IV-26表 フランス少年重罪・軽罪有罪人員

 この統計で明らかなとおり,少年の犯罪は戦後の混乱期には増加していたが,その後減少に転じ,戦前と比較しても,その実数は同程度であって,人口の増加を考慮に入れれば,減少していることがわかる。罪種別には,殺人,強盗,強姦などの重罪の少ない点に特色があり,とくに,最近は,戦前よりもはるかに少ない。
 フランスの少年裁判制度は,少年裁判所と少年重罪裁判所との二つからできている。少年裁判所は,少年係判事の裁判長と任期三年の学識経験者たる陪席二名とで構成され,軽罪および一六才未満の者の犯した重罪を管轄する。少年重罪裁判所は,裁判長と,二人の陪席判事と九名の陪審員で構成され,一六才から一八才までの者の犯した重罪を管轄する。
 審判の対象者は一八才未満の者であって,その手続は検事の起訴にはじまるが,軽罪については,少年係判事が予審を行ない,その間,社会調査や人格調査を行なって,少年裁判所に送致する(ただし,少年係判事は,訓戒,保護者引渡,保護観察,不処分の命令を一人で行なうことができ,この場合は,少年裁判所に送致しない)。
 重罪の場合は,予審判事が予審で前同様の調査をして検事長に移送し,控訴院公訴部の命令で少年重罪裁判所に送致される(フランスでは,重罪は,控訴院公訴部の命令がなければ,起訴できない)。裁判所の審理には,検事と弁護士とが立ち会い,両親や後見関係者以外の出席は許されない。
 裁判所が審理の結果,有罪と認めた場合には,つぎのように処分する。すなわち,一三才未満の者には
1 保護者,後見人などに引渡し
2 教育および職業補導の施設に収容し
3 医療施設に収容し
4 児童福祉施設に収容し
5 寄宿学校に収容する
などの保護処分。
 また,一三才以上のには
保護処分(前記1,2,3のほか,矯正教育施設収容がある。)
刑事処分(通常の刑を科するが,成人よりも軽減されている。

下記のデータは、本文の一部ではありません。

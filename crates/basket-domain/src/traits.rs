//! Trait definitions for the mining algorithms
//!
//! These traits define the boundaries between the value model and the
//! algorithms that produce it. Implementations live in `basket-miner`.

use crate::{AssociationRule, FrequentItemsets, Transaction};

/// Trait for discovering frequent itemsets
///
/// Implemented by the mining layer (basket-miner)
pub trait ItemsetMiner {
    /// Error type for mining operations
    type Error;

    /// Find every itemset meeting the miner's support threshold
    fn mine(&self, transactions: &[Transaction]) -> Result<FrequentItemsets, Self::Error>;
}

/// Trait for deriving association rules from frequent itemsets
///
/// Implemented by the mining layer (basket-miner)
pub trait RuleMiner {
    /// Error type for rule generation
    type Error;

    /// Split every frequent itemset into rules meeting the generator's threshold
    fn generate(&self, itemsets: &FrequentItemsets) -> Result<Vec<AssociationRule>, Self::Error>;
}
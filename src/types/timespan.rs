use std::fmt;

use serde::{Deserialize, Serialize};

#[derive(Debug, Clone, Copy, PartialEq, Eq, Hash, Serialize, Deserialize)]
#[serde(rename_all = "lowercase")]
pub enum Timespan {
    Minute,
    Hour,
    Day,
    Week,
    Month,
    Quarter,
    Year,
}

impl Timespan {
    /// Finest to coarsest; the selector walks them in this order.
    pub const ALL: [Timespan; 7] = [
        Timespan::Minute,
        Timespan::Hour,
        Timespan::Day,
        Timespan::Week,
        Timespan::Month,
        Timespan::Quarter,
        Timespan::Year,
    ];

    /// Length in minutes. Months are 30.4 days and quarters three of those.
    pub fn minutes(self) -> u32 {
        match self {
            Self::Minute => 1,
            Self::Hour => 60,
            Self::Day => 1_440,
            Self::Week => 10_080,
            Self::Month => 43_800,
            Self::Quarter => 131_400,
            Self::Year => 525_600,
        }
    }

    pub fn multipliers(self) -> &'static [u32] {
        match self {
            Self::Minute => &[1, 2, 3, 5, 10, 15, 30],
            Self::Hour => &[1, 2, 3, 4, 6, 8, 12],
            Self::Day => &[1, 2, 3, 4, 5, 6],
            Self::Week => &[1, 2],
            Self::Month => &[1, 2, 3, 4, 6],
            Self::Quarter => &[1, 2],
            Self::Year => &[1],
        }
    }

    pub fn is_intraday(self) -> bool {
        matches!(self, Self::Minute | Self::Hour)
    }
}

impl fmt::Display for Timespan {
    fn fmt(&self, f: &mut fmt::Formatter<'_>) -> fmt::Result {
        let name = match self {
            Self::Minute => "minute",
            Self::Hour => "hour",
            Self::Day => "day",
            Self::Week => "week",
            Self::Month => "month",
            Self::Quarter => "quarter",
            Self::Year => "year",
        };
        f.write_str(name)
    }
}
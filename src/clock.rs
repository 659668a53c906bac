use chrono::{DateTime, Utc};

pub trait Clock {
    fn now(&self) -> DateTime<Utc>;
}

#[derive(Debug, Clone, Copy, Default)]
pub struct SystemClock;

impl Clock for SystemClock {
    fn now(&self) -> DateTime<Utc> {
        Utc::now()
    }
}

/// Always reports the same instant.
#[derive(Debug, Clone, Copy)]
pub struct FixedClock(pub DateTime<Utc>);

impl FixedClock {
    pub fn at<Tz: chrono::TimeZone>(instant: DateTime<Tz>) -> Self {
        Self(instant.with_timezone(&Utc))
    }
}

impl Clock for FixedClock {
    fn now(&self) -> DateTime<Utc> {
        self.0
    }
}
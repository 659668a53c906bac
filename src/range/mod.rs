pub mod range_resolver;
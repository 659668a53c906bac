use std::fmt;
use std::str::FromStr;

use chrono::{DateTime, Days, Months, TimeDelta, TimeZone};
use serde::{Deserialize, Serialize};

use crate::errors::RangeError;

/// The symbolic ranges a chart can request.
#[derive(Debug, Clone, Copy, PartialEq, Eq, Hash, Serialize, Deserialize)]
pub enum ChartRange {
    #[serde(rename = "1D")]
    OneDay,
    #[serde(rename = "1W")]
    OneWeek,
    #[serde(rename = "1M")]
    OneMonth,
    #[serde(rename = "6M")]
    SixMonths,
    #[serde(rename = "YTD")]
    YearToDate,
    #[serde(rename = "1Y")]
    OneYear,
    #[serde(rename = "5Y")]
    FiveYears,
    Max,
    Custom,
}

impl ChartRange {
    pub const ALL: [ChartRange; 9] = [
        ChartRange::OneDay,
        ChartRange::OneWeek,
        ChartRange::OneMonth,
        ChartRange::SixMonths,
        ChartRange::YearToDate,
        ChartRange::OneYear,
        ChartRange::FiveYears,
        ChartRange::Max,
        ChartRange::Custom,
    ];

    pub fn token(self) -> &'static str {
        match self {
            Self::OneDay => "1D",
            Self::OneWeek => "1W",
            Self::OneMonth => "1M",
            Self::SixMonths => "6M",
            Self::YearToDate => "YTD",
            Self::OneYear => "1Y",
            Self::FiveYears => "5Y",
            Self::Max => "Max",
            Self::Custom => "Custom",
        }
    }

    /// Count and unit to step back from now. Only the count-bearing ranges
    /// (1D, 1W, 1M, 6M, 1Y, 5Y) have one.
    pub fn offset(self) -> Result<RangeOffset, RangeError> {
        RangeOffset::parse(self.token())
    }
}

impl fmt::Display for ChartRange {
    fn fmt(&self, f: &mut fmt::Formatter<'_>) -> fmt::Result {
        f.write_str(self.token())
    }
}

impl FromStr for ChartRange {
    type Err = RangeError;

    fn from_str(s: &str) -> Result<Self, Self::Err> {
        Self::ALL
            .into_iter()
            .find(|range| range.token() == s)
            .ok_or_else(|| RangeError::UnsupportedRange(s.to_string()))
    }
}

#[derive(Debug, Clone, Copy, PartialEq, Eq)]
pub enum RangeUnit {
    Minute,
    Hour,
    Day,
    Week,
    Month,
    Quarter,
    Year,
}

#[derive(Debug, Clone, Copy, PartialEq, Eq)]
pub struct RangeOffset {
    pub count: u32,
    pub unit: RangeUnit,
}

impl RangeOffset {
    /// Splits a token such as `6M` into its count and unit.
    ///
    /// `M` (month) and `Q` (quarter) are matched case-sensitively so that
    /// `m` stays a minute; every other unit is case-insensitive. Day counts
    /// are reduced by one so that `1D` means "start of today".
    pub fn parse(token: &str) -> Result<Self, RangeError> {
        let unsupported = || RangeError::UnsupportedRange(token.to_string());

        let digits: String = token.chars().filter(|c| c.is_ascii_digit()).collect();
        let text: String = token.chars().filter(|c| !c.is_ascii_digit()).collect();
        if digits.is_empty() {
            return Err(unsupported());
        }
        let count: u32 = digits.parse().map_err(|_| unsupported())?;

        let unit = match text.as_str() {
            "M" => RangeUnit::Month,
            "Q" => RangeUnit::Quarter,
            other => match other.to_lowercase().as_str() {
                "m" => RangeUnit::Minute,
                "h" => RangeUnit::Hour,
                "d" => RangeUnit::Day,
                "w" => RangeUnit::Week,
                "y" => RangeUnit::Year,
                _ => return Err(unsupported()),
            },
        };

        let count = match unit {
            RangeUnit::Day => count.saturating_sub(1),
            _ => count,
        };

        Ok(Self { count, unit })
    }

    /// Steps `count` units back from `at`, clamping to month ends the way
    /// calendar arithmetic does (31 March minus one month is 29 February in
    /// a leap year).
    pub fn subtract_from<Tz: TimeZone>(&self, at: DateTime<Tz>) -> Option<DateTime<Tz>> {
        let count = self.count;
        match self.unit {
            RangeUnit::Minute => at.checked_sub_signed(TimeDelta::try_minutes(count.into())?),
            RangeUnit::Hour => at.checked_sub_signed(TimeDelta::try_hours(count.into())?),
            RangeUnit::Day => at.checked_sub_days(Days::new(count.into())),
            RangeUnit::Week => at.checked_sub_days(Days::new(u64::from(count) * 7)),
            RangeUnit::Month => at.checked_sub_months(Months::new(count)),
            RangeUnit::Quarter => at.checked_sub_months(Months::new(count.checked_mul(3)?)),
            RangeUnit::Year => at.checked_sub_months(Months::new(count.checked_mul(12)?)),
        }
    }
}

#[cfg(test)]
mod tests {
    use super::*;
    use chrono_tz::America::New_York;

    #[test]
    fn parses_count_bearing_ranges() {
        let expected = [
            (ChartRange::OneDay, 0, RangeUnit::Day),
            (ChartRange::OneWeek, 1, RangeUnit::Week),
            (ChartRange::OneMonth, 1, RangeUnit::Month),
            (ChartRange::SixMonths, 6, RangeUnit::Month),
            (ChartRange::OneYear, 1, RangeUnit::Year),
            (ChartRange::FiveYears, 5, RangeUnit::Year),
        ];
        for (range, count, unit) in expected {
            assert_eq!(range.offset(), Ok(RangeOffset { count, unit }), "{range}");
        }
    }

    #[test]
    fn ranges_without_count_have_no_offset() {
        for range in [ChartRange::YearToDate, ChartRange::Max, ChartRange::Custom] {
            assert!(matches!(range.offset(), Err(RangeError::UnsupportedRange(_))));
        }
    }

    #[test]
    fn month_and_minute_differ_by_case() {
        assert_eq!(RangeOffset::parse("15m").unwrap().unit, RangeUnit::Minute);
        assert_eq!(RangeOffset::parse("15M").unwrap().unit, RangeUnit::Month);
        assert_eq!(RangeOffset::parse("2Q").unwrap().unit, RangeUnit::Quarter);
        assert_eq!(RangeOffset::parse("4H").unwrap().unit, RangeUnit::Hour);
        assert_eq!(
            RangeOffset::parse("3D").unwrap(),
            RangeOffset { count: 2, unit: RangeUnit::Day }
        );
        assert!(RangeOffset::parse("2q").is_err());
        assert!(RangeOffset::parse("3X").is_err());
    }

    #[test]
    fn month_subtraction_clamps_to_month_end() {
        let at = New_York.with_ymd_and_hms(2024, 3, 31, 12, 0, 0).unwrap();
        let offset = RangeOffset { count: 1, unit: RangeUnit::Month };
        let stepped = offset.subtract_from(at).unwrap();
        assert_eq!(stepped.date_naive().to_string(), "2024-02-29");
    }

    #[test]
    fn round_trips_tokens() {
        for range in ChartRange::ALL {
            assert_eq!(range.token().parse::<ChartRange>(), Ok(range));
        }
        assert!("2W".parse::<ChartRange>().is_err());
    }
}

)
などがされる。
 少年犯罪には,右の処分とあわせて保護観察にあたる監視付自由(la liberte sureveillee)の制度が活用され,上記の有罪人員のうち,四分の一前後がその適用をうけ,刑の言渡をうけるのは一〇パーセント前後である。少年院や,これに準ずる国家の監督のもとに少年を収容する私的の施設も完備している。
 このように,フランスの少年裁判制度の特色は,手続のすべてがきわめて刑事的であること,予審の段階で環境調査や,人格調査が行なわれていること,および,西ドイツとおなじく,同一の裁判所が保護処分と刑事処分のつかい分けをしていることなどである。